Lake Titicaca is the largest lake in South America and at over three kilometres is arguably the highest navigable lake in the world**, shared by Peru and Bolivia. In spite of claims to the lake_titicaca_mapcontrary it is a fresh water lake, but is slowly reducing in size due reduced inflow from the retreating Andean glaciers. Lake Poopó to the south has now dried out completely(a).

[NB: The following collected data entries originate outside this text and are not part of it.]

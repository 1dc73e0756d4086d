//! # Song Catalogs
//!
//! Where recommended songs come from.
//!
//! - [`local`] - audio files discovered per emotion on disk
//! - [`fixed`] - curated seven-song playlists compiled into the binary
//! - [`partition`] - large tagged dataset split into emotion buckets
//!
//! The single-emotion flow resolves a [`SongSource`]: local songs when any
//! exist for the emotion, the fixed playlist otherwise. The weighted flow
//! samples from a [`SongPartitions`] implementation.

pub mod fixed;
pub mod local;
pub mod partition;

use std::collections::HashMap;

use log::debug;
use rand::seq::SliceRandom;
use rand::Rng;

use crate::emotion::EmotionLabel;
use crate::error::CatalogError;
use crate::song::Song;
use fixed::FixedSong;

/// Lookup of locally stored song files per emotion.
pub trait LocalSongs {
    /// Audio filenames stored for `emotion`, or `None` when there are none.
    fn list(&self, emotion: EmotionLabel) -> Option<Vec<String>>;
}

/// Catalog with no local songs, so every lookup uses the fixed playlists.
#[derive(Debug, Clone, Copy, Default)]
pub struct NoLocalSongs;

impl LocalSongs for NoLocalSongs {
    fn list(&self, _emotion: EmotionLabel) -> Option<Vec<String>> {
        None
    }
}

impl LocalSongs for HashMap<EmotionLabel, Vec<String>> {
    fn list(&self, emotion: EmotionLabel) -> Option<Vec<String>> {
        self.get(&emotion).filter(|files| !files.is_empty()).cloned()
    }
}

impl<T: LocalSongs + ?Sized> LocalSongs for &T {
    fn list(&self, emotion: EmotionLabel) -> Option<Vec<String>> {
        (**self).list(emotion)
    }
}

/// Song table partitioned by emotion, sampled without replacement.
pub trait SongPartitions {
    /// Rows available to draw for `emotion`.
    fn available(&self, emotion: EmotionLabel) -> usize;

    /// Draws `count` distinct songs for `emotion`.
    ///
    /// # Errors
    ///
    /// [`CatalogError::InsufficientCatalog`] when fewer than `count` rows
    /// are available.
    fn sample<R: Rng + ?Sized>(
        &self,
        emotion: EmotionLabel,
        count: usize,
        rng: &mut R,
    ) -> Result<Vec<Song>, CatalogError>;
}

/// Songs backing a single-emotion recommendation.
#[derive(Debug, Clone, PartialEq)]
pub enum SongSource {
    /// Every local song for the emotion, served in shuffled order.
    Local(Vec<Song>),
    /// The curated playlist, served in its fixed order.
    Fixed(&'static [FixedSong]),
}

impl SongSource {
    /// Prefers local songs for `emotion` and falls back to its fixed playlist.
    pub fn resolve<L: LocalSongs + ?Sized>(
        emotion: EmotionLabel,
        catalog: &L,
        base_url: &str,
    ) -> Self {
        match catalog.list(emotion) {
            Some(files) if !files.is_empty() => {
                debug!("Using {} local songs for {emotion}", files.len());
                Self::Local(local::local_songs(base_url, emotion, &files))
            }
            _ => {
                debug!("No local songs for {emotion}, using fixed playlist");
                Self::Fixed(fixed::playlist(emotion))
            }
        }
    }

    #[must_use]
    pub fn is_local(&self) -> bool {
        matches!(self, Self::Local(_))
    }

    #[must_use]
    pub fn len(&self) -> usize {
        match self {
            Self::Local(songs) => songs.len(),
            Self::Fixed(songs) => songs.len(),
        }
    }

    #[must_use]
    pub fn is_empty(&self) -> bool {
        self.len() == 0
    }

    /// Materializes the songs; local songs are shuffled with `rng`.
    pub fn into_songs<R: Rng + ?Sized>(self, rng: &mut R) -> Vec<Song> {
        match self {
            Self::Local(mut songs) => {
                songs.shuffle(rng);
                songs
            }
            Self::Fixed(songs) => songs.iter().map(FixedSong::to_song).collect(),
        }
    }
}

#[cfg(test)]
mod tests {
    use super::*;
    use rand::rngs::StdRng;
    use rand::SeedableRng;

    #[test]
    fn test_resolve_prefers_local() {
        let mut local = HashMap::new();
        local.insert(EmotionLabel::Happy, vec!["a.mp3".to_string(), "b.mp3".to_string()]);

        let source = SongSource::resolve(EmotionLabel::Happy, &local, "http://host/");
        assert!(source.is_local());
        assert_eq!(source.len(), 2);

        let source = SongSource::resolve(EmotionLabel::Sad, &local, "http://host/");
        assert_eq!(source, SongSource::Fixed(fixed::playlist(EmotionLabel::Sad)));
    }

    #[test]
    fn test_empty_local_listing_falls_back() {
        let mut local: HashMap<EmotionLabel, Vec<String>> = HashMap::new();
        local.insert(EmotionLabel::Angry, Vec::new());
        let source = SongSource::resolve(EmotionLabel::Angry, &local, "http://host/");
        assert!(!source.is_local());
        assert_eq!(source.len(), fixed::PLAYLIST_LEN);
    }

    #[test]
    fn test_fixed_songs_keep_order() {
        let mut rng = StdRng::seed_from_u64(3);
        let songs = SongSource::resolve(EmotionLabel::Neutral, &NoLocalSongs, "http://host/")
            .into_songs(&mut rng);
        let expected: Vec<Song> = fixed::playlist(EmotionLabel::Neutral)
            .iter()
            .map(FixedSong::to_song)
            .collect();
        assert_eq!(songs, expected);
    }

    #[test]
    fn test_local_songs_are_permuted() {
        let files: Vec<String> = (0..12).map(|i| format!("{i:02}.mp3")).collect();
        let mut local = HashMap::new();
        local.insert(EmotionLabel::Sad, files.clone());

        let mut rng = StdRng::seed_from_u64(11);
        let songs = SongSource::resolve(EmotionLabel::Sad, &local, "http://host/")
            .into_songs(&mut rng);
        let mut names: Vec<String> = songs.iter().map(|s| s.name.clone()).collect();
        names.sort();
        assert_eq!(names, files);
        assert!(songs.iter().all(|s| s.is_local));
    }
}
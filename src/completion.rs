//! # Shell Completion Module
//!
//! Completion scripts for the `emotune` command line, generated through
//! clap's completion support.
//!
//! ## Usage
//!
//! ```bash
//! # Generate bash completions
//! emotune completion bash > ~/.local/share/bash-completion/completions/emotune
//!
//! # Generate zsh completions
//! emotune completion zsh > ~/.config/zsh/completions/_emotune
//! ```

use crate::cli::Shell;
use crate::emotion::EmotionLabel;
use clap::Command;
use clap_complete::{generate, Generator, Shell as CompletionShell};
use std::io::{self, Write};

/// Generate shell completions for the given shell on stdout
pub fn generate_completions<G: Generator>(gen: G, cmd: &mut Command) {
    generate_completions_to(gen, cmd, &mut io::stdout());
}

/// Generate shell completions into `out`
pub fn generate_completions_to<G: Generator>(gen: G, cmd: &mut Command, out: &mut dyn Write) {
    let name = cmd.get_name().to_string();
    generate(gen, cmd, name, out);
}

/// Convert our Shell enum to clap_complete's Shell enum
#[must_use]
pub fn shell_to_completion_shell(shell: &Shell) -> CompletionShell {
    match shell {
        Shell::Bash => CompletionShell::Bash,
        Shell::Zsh => CompletionShell::Zsh,
        Shell::Fish => CompletionShell::Fish,
        Shell::PowerShell => CompletionShell::PowerShell,
        Shell::Elvish => CompletionShell::Elvish,
    }
}

/// Subcommands whose positional arguments are emotion labels
const EMOTION_SUBCOMMANDS: [&str; 4] = ["recommend", "playlist", "rank", "catalog"];

/// Append dynamic emotion completions to a fish script
///
/// The generated function asks the hidden `complete-emotions` command for
/// label names, so the list always matches the installed binary.
///
/// # Errors
///
/// Returns an error if writing to `out` fails.
pub fn generate_fish_emotion_completions(out: &mut dyn Write) -> io::Result<()> {
    writeln!(out)?;
    writeln!(out, "# Emotion label completion")?;
    writeln!(out, "function __emotune_complete_emotions")?;
    writeln!(out, "    if command -sq emotune")?;
    writeln!(out, "        emotune complete-emotions 2>/dev/null")?;
    writeln!(out, "    end")?;
    writeln!(out, "end")?;
    for subcommand in EMOTION_SUBCOMMANDS {
        writeln!(
            out,
            "complete -c emotune -f -n '__fish_seen_subcommand_from {subcommand}' -a '(__emotune_complete_emotions)' -d 'Emotion'"
        )?;
    }
    Ok(())
}

/// Emotion names offered when completing label arguments
#[must_use]
pub fn emotion_completions() -> Vec<&'static str> {
    EmotionLabel::ALL.iter().map(|e| e.as_str()).collect()
}

#[cfg(test)]
mod tests {
    use super::*;
    use clap::CommandFactory;

    #[test]
    fn test_shell_conversion() {
        assert_eq!(shell_to_completion_shell(&Shell::Bash), CompletionShell::Bash);
        assert_eq!(shell_to_completion_shell(&Shell::Zsh), CompletionShell::Zsh);
        assert_eq!(shell_to_completion_shell(&Shell::Fish), CompletionShell::Fish);
    }

    #[test]
    fn test_bash_script_mentions_subcommands() {
        let mut cmd = crate::cli::Args::command();
        let mut out = Vec::new();
        generate_completions_to(CompletionShell::Bash, &mut cmd, &mut out);

        let script = String::from_utf8(out).unwrap();
        assert!(script.contains("_emotune"));
        assert!(script.contains("recommend"));
        assert!(script.contains("playlist"));
    }

    #[test]
    fn test_fish_script_completes_emotions() {
        let mut out = Vec::new();
        generate_fish_emotion_completions(&mut out).unwrap();

        let script = String::from_utf8(out).unwrap();
        assert!(script.contains("emotune complete-emotions"));
        for subcommand in EMOTION_SUBCOMMANDS {
            assert!(script.contains(&format!("__fish_seen_subcommand_from {subcommand}'")));
        }
    }

    #[test]
    fn test_emotion_completions() {
        let names = emotion_completions();
        assert_eq!(names.len(), 7);
        assert!(names.contains(&"Surprised"));
    }
}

***Karakul in Tajikistan exists at 4,000 metres and is so salty, it’s almost impossible to navigate a boat on it without capsizing due to the vessel riding so far out of the water.”(e)*

To the south of the lake are remarkable archaeological remains of Tiwanaku and the equally exciting Puma Punku. Both sites have produced some extreme theories regarding the builders of these monuments, their technology level and the date of their construction. Arthur Posnansky, followed by Kurt Bilau have proposed a date of circa 9500 BC as the date of fall of Tiwanaku. There are also reports of pre-Incan structures submerged in Titicaca(d) .

South of Lake Titicaca, near Lake Poopó is Pampa Aullagus, a site identified by Jim Allen as the location of Plato’s Atlantis. While there is little doubt that advanced cultures existed around Titicaca, linking the region to Plato’s story is stretching credibility to its limits. I have already argued in respect of Jim Allen’s Andean theory, that the idea of an invasion of the eastern Mediterranean by an army from the west side of South America is untenable. That they would try it in reed boats like those of Titicaca is equally daft. Then, that this mighty army from ten regions of South America were defeated by the small city-state of Athens is just as laughable.

Equally questionable is the idea that there was a Sumerian presence around Titicaca, in relation to which Clyde Winters quotes(b) James Bailey as well as Ruth and A. Hyatt Verrill in supporting the idea that Lake Manu in Sumerian tradition was in fact Titicaca. The controversial(c) Fuente Magna bowl is also offered as evidence of this idea.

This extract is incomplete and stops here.